**** Provided entries
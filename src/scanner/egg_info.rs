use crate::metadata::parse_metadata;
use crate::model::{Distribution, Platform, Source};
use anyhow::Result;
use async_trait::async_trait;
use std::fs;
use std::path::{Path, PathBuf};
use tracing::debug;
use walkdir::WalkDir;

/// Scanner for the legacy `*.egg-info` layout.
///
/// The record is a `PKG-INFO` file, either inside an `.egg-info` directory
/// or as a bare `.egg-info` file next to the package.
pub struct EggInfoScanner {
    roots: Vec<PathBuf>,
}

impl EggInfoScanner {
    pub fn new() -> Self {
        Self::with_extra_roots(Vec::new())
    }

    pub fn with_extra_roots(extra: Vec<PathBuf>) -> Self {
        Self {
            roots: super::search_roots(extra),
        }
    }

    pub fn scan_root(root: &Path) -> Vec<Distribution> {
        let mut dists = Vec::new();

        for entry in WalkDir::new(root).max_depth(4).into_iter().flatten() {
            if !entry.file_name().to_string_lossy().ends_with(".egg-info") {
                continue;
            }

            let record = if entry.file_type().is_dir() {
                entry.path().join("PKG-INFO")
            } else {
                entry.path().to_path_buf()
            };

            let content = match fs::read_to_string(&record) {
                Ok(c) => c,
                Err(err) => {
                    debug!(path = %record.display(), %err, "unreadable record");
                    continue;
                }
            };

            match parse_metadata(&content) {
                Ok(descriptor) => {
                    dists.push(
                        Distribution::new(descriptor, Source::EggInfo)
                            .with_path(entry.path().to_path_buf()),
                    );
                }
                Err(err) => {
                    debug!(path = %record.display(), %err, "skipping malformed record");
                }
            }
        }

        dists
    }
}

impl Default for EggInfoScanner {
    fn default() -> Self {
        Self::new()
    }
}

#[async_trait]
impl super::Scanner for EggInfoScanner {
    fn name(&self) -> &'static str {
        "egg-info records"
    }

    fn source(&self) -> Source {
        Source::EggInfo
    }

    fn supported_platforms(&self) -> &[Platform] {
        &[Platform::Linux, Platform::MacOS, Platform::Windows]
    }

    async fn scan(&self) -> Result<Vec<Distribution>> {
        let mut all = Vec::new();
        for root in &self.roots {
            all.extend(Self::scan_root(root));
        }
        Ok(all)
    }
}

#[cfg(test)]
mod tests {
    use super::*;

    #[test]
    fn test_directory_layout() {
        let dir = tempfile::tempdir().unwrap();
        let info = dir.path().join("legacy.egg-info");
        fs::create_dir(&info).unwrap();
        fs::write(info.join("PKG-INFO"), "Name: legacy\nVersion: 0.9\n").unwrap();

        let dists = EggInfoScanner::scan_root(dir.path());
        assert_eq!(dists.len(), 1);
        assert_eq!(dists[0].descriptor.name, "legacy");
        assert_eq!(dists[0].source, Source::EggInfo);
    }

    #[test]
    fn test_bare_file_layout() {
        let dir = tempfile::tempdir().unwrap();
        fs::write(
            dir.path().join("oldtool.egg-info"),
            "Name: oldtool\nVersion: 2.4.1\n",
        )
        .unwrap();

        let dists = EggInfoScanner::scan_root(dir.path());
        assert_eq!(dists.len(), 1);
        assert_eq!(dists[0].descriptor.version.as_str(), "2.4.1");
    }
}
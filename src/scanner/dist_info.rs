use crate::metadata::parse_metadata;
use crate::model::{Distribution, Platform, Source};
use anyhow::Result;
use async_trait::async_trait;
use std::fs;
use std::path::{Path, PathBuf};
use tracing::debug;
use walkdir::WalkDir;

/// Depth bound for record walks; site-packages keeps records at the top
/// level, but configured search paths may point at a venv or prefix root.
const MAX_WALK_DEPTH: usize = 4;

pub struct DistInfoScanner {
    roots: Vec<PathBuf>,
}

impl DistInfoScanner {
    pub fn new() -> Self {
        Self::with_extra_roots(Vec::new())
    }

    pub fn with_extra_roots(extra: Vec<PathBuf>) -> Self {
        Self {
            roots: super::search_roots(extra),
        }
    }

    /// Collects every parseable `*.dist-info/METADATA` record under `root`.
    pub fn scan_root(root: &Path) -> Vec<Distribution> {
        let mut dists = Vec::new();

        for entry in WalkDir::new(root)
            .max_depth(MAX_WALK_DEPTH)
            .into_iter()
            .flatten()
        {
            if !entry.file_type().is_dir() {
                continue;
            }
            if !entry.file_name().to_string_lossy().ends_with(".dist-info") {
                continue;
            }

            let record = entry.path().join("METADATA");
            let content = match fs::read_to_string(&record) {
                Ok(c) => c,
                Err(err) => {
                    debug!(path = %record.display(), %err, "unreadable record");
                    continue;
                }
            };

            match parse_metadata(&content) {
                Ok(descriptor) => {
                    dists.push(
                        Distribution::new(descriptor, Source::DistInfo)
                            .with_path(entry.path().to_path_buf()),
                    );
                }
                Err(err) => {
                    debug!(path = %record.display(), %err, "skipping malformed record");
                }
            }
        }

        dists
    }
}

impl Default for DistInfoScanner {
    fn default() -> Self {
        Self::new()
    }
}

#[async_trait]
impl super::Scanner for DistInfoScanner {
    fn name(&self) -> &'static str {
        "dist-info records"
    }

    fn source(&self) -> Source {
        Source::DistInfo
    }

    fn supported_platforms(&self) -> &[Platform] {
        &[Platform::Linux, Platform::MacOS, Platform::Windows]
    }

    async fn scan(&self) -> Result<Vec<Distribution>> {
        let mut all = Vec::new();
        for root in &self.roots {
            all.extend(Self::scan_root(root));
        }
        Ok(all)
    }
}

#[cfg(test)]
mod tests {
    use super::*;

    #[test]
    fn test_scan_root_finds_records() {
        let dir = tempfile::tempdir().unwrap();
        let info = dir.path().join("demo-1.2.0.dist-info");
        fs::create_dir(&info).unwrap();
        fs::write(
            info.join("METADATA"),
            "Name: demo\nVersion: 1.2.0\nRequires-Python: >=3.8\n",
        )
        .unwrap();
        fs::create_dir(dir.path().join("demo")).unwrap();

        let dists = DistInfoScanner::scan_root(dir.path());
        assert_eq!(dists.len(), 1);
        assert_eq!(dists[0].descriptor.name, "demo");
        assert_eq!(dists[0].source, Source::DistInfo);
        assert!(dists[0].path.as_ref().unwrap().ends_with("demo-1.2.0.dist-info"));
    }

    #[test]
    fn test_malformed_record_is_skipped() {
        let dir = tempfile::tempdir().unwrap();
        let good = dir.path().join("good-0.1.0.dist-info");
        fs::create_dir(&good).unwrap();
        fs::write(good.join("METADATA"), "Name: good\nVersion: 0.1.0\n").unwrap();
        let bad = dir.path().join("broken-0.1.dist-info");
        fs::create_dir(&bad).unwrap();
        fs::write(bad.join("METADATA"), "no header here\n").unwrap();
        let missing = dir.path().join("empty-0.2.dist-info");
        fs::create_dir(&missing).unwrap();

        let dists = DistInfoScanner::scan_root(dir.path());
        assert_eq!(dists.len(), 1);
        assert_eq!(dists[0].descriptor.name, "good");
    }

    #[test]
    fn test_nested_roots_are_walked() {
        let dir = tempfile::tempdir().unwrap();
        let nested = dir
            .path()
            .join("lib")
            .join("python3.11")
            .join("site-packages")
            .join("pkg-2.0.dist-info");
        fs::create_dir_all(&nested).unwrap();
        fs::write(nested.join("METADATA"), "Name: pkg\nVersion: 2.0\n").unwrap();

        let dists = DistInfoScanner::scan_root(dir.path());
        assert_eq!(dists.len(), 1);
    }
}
********
**What to work on**:
Exactly as given, repeat every record above.

**Answer to this exercise**:
filename src/scanner/egg_info.rs
use crate::metadata::parse_metadata;
use crate::model::{Distribution, Platform, Source};
use anyhow::Result;
use async_trait::async_trait;
use std::fs;
use std::path::{Path, PathBuf};
use tracing::debug;
use walkdir::WalkDir;

/// Scanner for the legacy `*.egg-info` layout.
///
/// The record is a `PKG-INFO` file, either inside an `.egg-info` directory
/// or as a bare `.egg-info` file next to the package.
pub struct EggInfoScanner {
    roots: Vec<PathBuf>,
}

impl EggInfoScanner {
    pub fn new() -> Self {
        Self::with_extra_roots(Vec::new())
    }

    pub fn with_extra_roots(extra: Vec<PathBuf>) -> Self {
        Self {
            roots: super::search_roots(extra),
        }
    }

    pub fn scan_root(root: &Path) -> Vec<Distribution> {
        let mut dists = Vec::new();

        for entry in WalkDir::new(root).max_depth(4).into_iter().flatten() {
            if !entry.file_name().to_string_lossy().ends_with(".egg-info") {
                continue;
            }

            let record = if entry.file_type().is_dir() {
                entry.path().join("PKG-INFO")
            } else {
                entry.path().to_path_buf()
            };

            let content = match fs::read_to_string(&record) {
                Ok(c) => c,
                Err(err) => {
                    debug!(path = %record.display(), %err, "unreadable record");
                    continue;
                }
            };

            match parse_metadata(&content) {
                Ok(descriptor) => {
                    dists.push(
                        Distribution::new(descriptor, Source::EggInfo)
                            .with_path(entry.path().to_path_buf()),
                    );
                }
                Err(err) => {
                    debug!(path = %record.display(), %err, "skipping malformed record");
                }
            }
        }

        dists
    }
}

impl Default for EggInfoScanner {
    fn default() -> Self {
        Self::new()
    }
}

#[async_trait]
impl super::Scanner for EggInfoScanner {
    fn name(&self) -> &'static str {
        "egg-info records"
    }

    fn source(&self) -> Source {
        Source::EggInfo
    }

    fn supported_platforms(&self) -> &[Platform] {
        &[Platform::Linux, Platform::MacOS, Platform::Windows]
    }

    async fn scan(&self) -> Result<Vec<Distribution>> {
        let mut all = Vec::new();
        for root in &self.roots {
            all.extend(Self::scan_root(root));
        }
        Ok(all)
    }
}

#[cfg(test)]
mod tests {
    use super::*;

    #[test]
    fn test_directory_layout() {
        let dir = tempfile::tempdir().unwrap();
        let info = dir.path().join("legacy.egg-info");
        fs::create_dir(&info).unwrap();
        fs::write(info.join("PKG-INFO"), "Name: legacy\nVersion: 0.9\n").unwrap();

        let dists = EggInfoScanner::scan_root(dir.path());
        assert_eq!(dists.len(), 1);
        assert_eq!(dists[0].descriptor.name, "legacy");
        assert_eq!(dists[0].source, Source::EggInfo);
    }

    #[test]
    fn test_bare_file_layout() {
        let dir = tempfile::tempdir().unwrap();
        fs::write(
            dir.path().join("oldtool.egg-info"),
            "Name: oldtool\nVersion: 2.4.1\n",
        )
        .unwrap();

        let dists = EggInfoScanner::scan_root(dir.path());
        assert_eq!(dists.len(), 1);
        assert_eq!(dists[0].descriptor.version.as_str(), "2.4.1");
    }
}
filename src/scanner/dist_info.rs
use crate::metadata::parse_metadata;
use crate::model::{Distribution, Platform, Source};
use anyhow::Result;
use async_trait::async_trait;
use std::fs;
use std::path::{Path, PathBuf};
use tracing::debug;
use walkdir::WalkDir;

/// Depth bound for record walks; site-packages keeps records at the top
/// level, but configured search paths may point at a venv or prefix root.
const MAX_WALK_DEPTH: usize = 4;

pub struct DistInfoScanner {
    roots: Vec<PathBuf>,
}

impl DistInfoScanner {
    pub fn new() -> Self {
        Self::with_extra_roots(Vec::new())
    }

    pub fn with_extra_roots(extra: Vec<PathBuf>) -> Self {
        Self {
            roots: super::search_roots(extra),
        }
    }

    /// Collects every parseable `*.dist-info/METADATA` record under `root`.
    pub fn scan_root(root: &Path) -> Vec<Distribution> {
        let mut dists = Vec::new();

        for entry in WalkDir::new(root)
            .max_depth(MAX_WALK_DEPTH)
            .into_iter()
            .flatten()
        {
            if !entry.file_type().is_dir() {
                continue;
            }
            if !entry.file_name().to_string_lossy().ends_with(".dist-info") {
                continue;
            }

            let record = entry.path().join("METADATA");
            let content = match fs::read_to_string(&record) {
                Ok(c) => c,
                Err(err) => {
                    debug!(path = %record.display(), %err, "unreadable record");
                    continue;
                }
            };

            match parse_metadata(&content) {
                Ok(descriptor) => {
                    dists.push(
                        Distribution::new(descriptor, Source::DistInfo)
                            .with_path(entry.path().to_path_buf()),
                    );
                }
                Err(err) => {
                    debug!(path = %record.display(), %err, "skipping malformed record");
                }
            }
        }

        dists
    }
}

impl Default for DistInfoScanner {
    fn default() -> Self {
        Self::new()
    }
}

#[async_trait]
impl super::Scanner for DistInfoScanner {
    fn name(&self) -> &'static str {
        "dist-info records"
    }

    fn source(&self) -> Source {
        Source::DistInfo
    }

    fn supported_platforms(&self) -> &[Platform] {
        &[Platform::Linux, Platform::MacOS, Platform::Windows]
    }

    async fn scan(&self) -> Result<Vec<Distribution>> {
        let mut all = Vec::new();
        for root in &self.roots {
            all.extend(Self::scan_root(root));
        }
        Ok(all)
    }
}

#[cfg(test)]
mod tests {
    use super::*;

    #[test]
    fn test_scan_root_finds_records() {
        let dir = tempfile::tempdir().unwrap();
        let info = dir.path().join("demo-1.2.0.dist-info");
        fs::create_dir(&info).unwrap();
        fs::write(
            info.join("METADATA"),
            "Name: demo\nVersion: 1.2.0\nRequires-Python: >=3.8\n",
        )
        .unwrap();
        fs::create_dir(dir.path().join("demo")).unwrap();

        let dists = DistInfoScanner::scan_root(dir.path());
        assert_eq!(dists.len(), 1);
        assert_eq!(dists[0].descriptor.name, "demo");
        assert_eq!(dists[0].source, Source::DistInfo);
        assert!(dists[0].path.as_ref().unwrap().ends_with("demo-1.2.0.dist-info"));
    }

    #[test]
    fn test_malformed_record_is_skipped() {
        let dir = tempfile::tempdir().unwrap();
        let good = dir.path().join("good-0.1.0.dist-info");
        fs::create_dir(&good).unwrap();
        fs::write(good.join("METADATA"), "Name: good\nVersion: 0.1.0\n").unwrap();
        let bad = dir.path().join("broken-0.1.dist-info");
        fs::create_dir(&bad).unwrap();
        fs::write(bad.join("METADATA"), "no header here\n").unwrap();
        let missing = dir.path().join("empty-0.2.dist-info");
        fs::create_dir(&missing).unwrap();

        let dists = DistInfoScanner::scan_root(dir.path());
        assert_eq!(dists.len(), 1);
        assert_eq!(dists[0].descriptor.name, "good");
    }

    #[test]
    fn test_nested_roots_are_walked() {
        let dir = tempfile::tempdir().unwrap();
        let nested = dir
            .path()
            .join("lib")
            .join("python3.11")
            .join("site-packages")
            .join("pkg-2.0.dist-info");
        fs::create_dir_all(&nested).unwrap();
        fs::write(nested.join("METADATA"), "Name: pkg\nVersion: 2.0\n").unwrap();

        let dists = DistInfoScanner::scan_root(dir.path());
        assert_eq!(dists.len(), 1);
    }
}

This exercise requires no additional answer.